Assignment:
Whenever a line of the material contains the string "Directory", it should be copied.

Records provided:
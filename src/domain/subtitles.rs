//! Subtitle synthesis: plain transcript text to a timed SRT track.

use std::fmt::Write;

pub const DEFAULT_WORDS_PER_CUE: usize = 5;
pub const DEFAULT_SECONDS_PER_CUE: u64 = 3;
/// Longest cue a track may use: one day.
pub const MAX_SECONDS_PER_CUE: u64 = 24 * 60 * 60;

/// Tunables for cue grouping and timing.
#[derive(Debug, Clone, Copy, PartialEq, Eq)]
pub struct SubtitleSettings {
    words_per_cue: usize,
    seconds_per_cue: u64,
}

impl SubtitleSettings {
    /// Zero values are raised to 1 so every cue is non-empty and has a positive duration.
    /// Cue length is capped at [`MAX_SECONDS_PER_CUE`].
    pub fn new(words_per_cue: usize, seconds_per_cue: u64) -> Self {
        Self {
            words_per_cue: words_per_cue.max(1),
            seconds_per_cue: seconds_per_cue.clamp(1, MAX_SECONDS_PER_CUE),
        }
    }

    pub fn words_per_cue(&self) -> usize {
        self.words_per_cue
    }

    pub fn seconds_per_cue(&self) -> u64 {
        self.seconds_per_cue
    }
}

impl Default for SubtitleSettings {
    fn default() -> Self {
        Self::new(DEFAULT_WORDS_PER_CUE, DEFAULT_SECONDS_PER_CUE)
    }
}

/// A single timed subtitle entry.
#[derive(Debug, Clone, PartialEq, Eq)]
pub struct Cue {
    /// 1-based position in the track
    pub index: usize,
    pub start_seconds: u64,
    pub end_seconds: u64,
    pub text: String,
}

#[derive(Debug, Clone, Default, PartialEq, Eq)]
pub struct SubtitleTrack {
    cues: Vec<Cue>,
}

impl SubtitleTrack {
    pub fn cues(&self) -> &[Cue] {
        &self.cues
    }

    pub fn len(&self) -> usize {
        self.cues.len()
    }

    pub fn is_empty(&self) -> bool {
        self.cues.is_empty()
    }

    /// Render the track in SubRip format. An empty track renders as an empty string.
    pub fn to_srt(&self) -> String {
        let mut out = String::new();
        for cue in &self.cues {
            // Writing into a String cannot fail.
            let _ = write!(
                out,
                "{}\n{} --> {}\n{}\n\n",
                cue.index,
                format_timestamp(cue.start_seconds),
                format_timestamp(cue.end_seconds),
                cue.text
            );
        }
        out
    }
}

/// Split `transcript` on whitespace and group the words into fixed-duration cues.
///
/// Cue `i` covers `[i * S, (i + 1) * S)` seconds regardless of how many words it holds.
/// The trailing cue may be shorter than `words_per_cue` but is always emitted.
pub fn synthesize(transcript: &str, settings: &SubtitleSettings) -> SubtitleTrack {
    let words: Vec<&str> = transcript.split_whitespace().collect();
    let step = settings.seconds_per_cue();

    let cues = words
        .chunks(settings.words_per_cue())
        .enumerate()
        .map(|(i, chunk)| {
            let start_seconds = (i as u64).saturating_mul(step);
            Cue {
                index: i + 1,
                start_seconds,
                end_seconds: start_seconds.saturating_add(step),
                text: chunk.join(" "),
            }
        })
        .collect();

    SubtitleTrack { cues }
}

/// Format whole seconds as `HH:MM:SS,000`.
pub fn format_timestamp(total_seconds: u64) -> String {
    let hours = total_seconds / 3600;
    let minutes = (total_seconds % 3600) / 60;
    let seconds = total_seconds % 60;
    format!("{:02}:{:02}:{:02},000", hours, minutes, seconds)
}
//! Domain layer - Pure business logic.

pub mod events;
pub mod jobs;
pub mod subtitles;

--

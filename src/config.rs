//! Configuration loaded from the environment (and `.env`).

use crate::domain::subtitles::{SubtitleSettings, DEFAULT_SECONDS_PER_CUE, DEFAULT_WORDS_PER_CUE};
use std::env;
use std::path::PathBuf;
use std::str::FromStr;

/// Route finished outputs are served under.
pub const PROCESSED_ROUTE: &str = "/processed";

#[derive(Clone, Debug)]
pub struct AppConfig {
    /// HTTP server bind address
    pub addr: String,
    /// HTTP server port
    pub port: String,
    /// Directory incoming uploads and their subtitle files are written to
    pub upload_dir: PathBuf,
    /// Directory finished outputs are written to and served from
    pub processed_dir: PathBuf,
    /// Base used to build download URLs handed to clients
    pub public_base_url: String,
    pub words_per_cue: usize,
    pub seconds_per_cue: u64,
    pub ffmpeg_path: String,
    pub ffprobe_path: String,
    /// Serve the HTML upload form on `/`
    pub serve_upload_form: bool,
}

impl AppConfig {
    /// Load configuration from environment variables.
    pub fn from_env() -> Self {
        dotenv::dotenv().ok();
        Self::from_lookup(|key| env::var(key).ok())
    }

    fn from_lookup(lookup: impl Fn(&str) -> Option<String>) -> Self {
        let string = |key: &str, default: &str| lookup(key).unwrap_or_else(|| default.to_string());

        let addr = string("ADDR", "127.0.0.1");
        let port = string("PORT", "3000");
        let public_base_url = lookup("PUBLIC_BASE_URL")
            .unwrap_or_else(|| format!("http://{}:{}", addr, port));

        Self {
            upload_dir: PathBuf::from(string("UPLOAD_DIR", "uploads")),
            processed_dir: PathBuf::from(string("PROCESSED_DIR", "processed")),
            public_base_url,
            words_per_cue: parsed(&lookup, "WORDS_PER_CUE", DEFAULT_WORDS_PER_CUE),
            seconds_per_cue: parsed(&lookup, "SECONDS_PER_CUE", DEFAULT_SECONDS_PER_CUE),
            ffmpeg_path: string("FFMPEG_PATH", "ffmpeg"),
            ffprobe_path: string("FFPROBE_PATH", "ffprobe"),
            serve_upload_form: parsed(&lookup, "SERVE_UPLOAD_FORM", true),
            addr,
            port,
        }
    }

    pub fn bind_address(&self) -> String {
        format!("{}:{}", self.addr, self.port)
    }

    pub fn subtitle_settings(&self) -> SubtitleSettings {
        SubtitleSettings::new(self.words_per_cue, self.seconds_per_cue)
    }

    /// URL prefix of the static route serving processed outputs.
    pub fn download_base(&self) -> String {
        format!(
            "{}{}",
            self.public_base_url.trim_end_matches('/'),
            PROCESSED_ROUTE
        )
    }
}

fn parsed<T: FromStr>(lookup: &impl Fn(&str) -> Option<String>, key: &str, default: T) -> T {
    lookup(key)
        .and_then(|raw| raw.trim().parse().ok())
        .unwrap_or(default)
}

Solution to this task:
    /// Directory incoming uploads and their subtitle files are written to
    /// Directory finished outputs are written to and served from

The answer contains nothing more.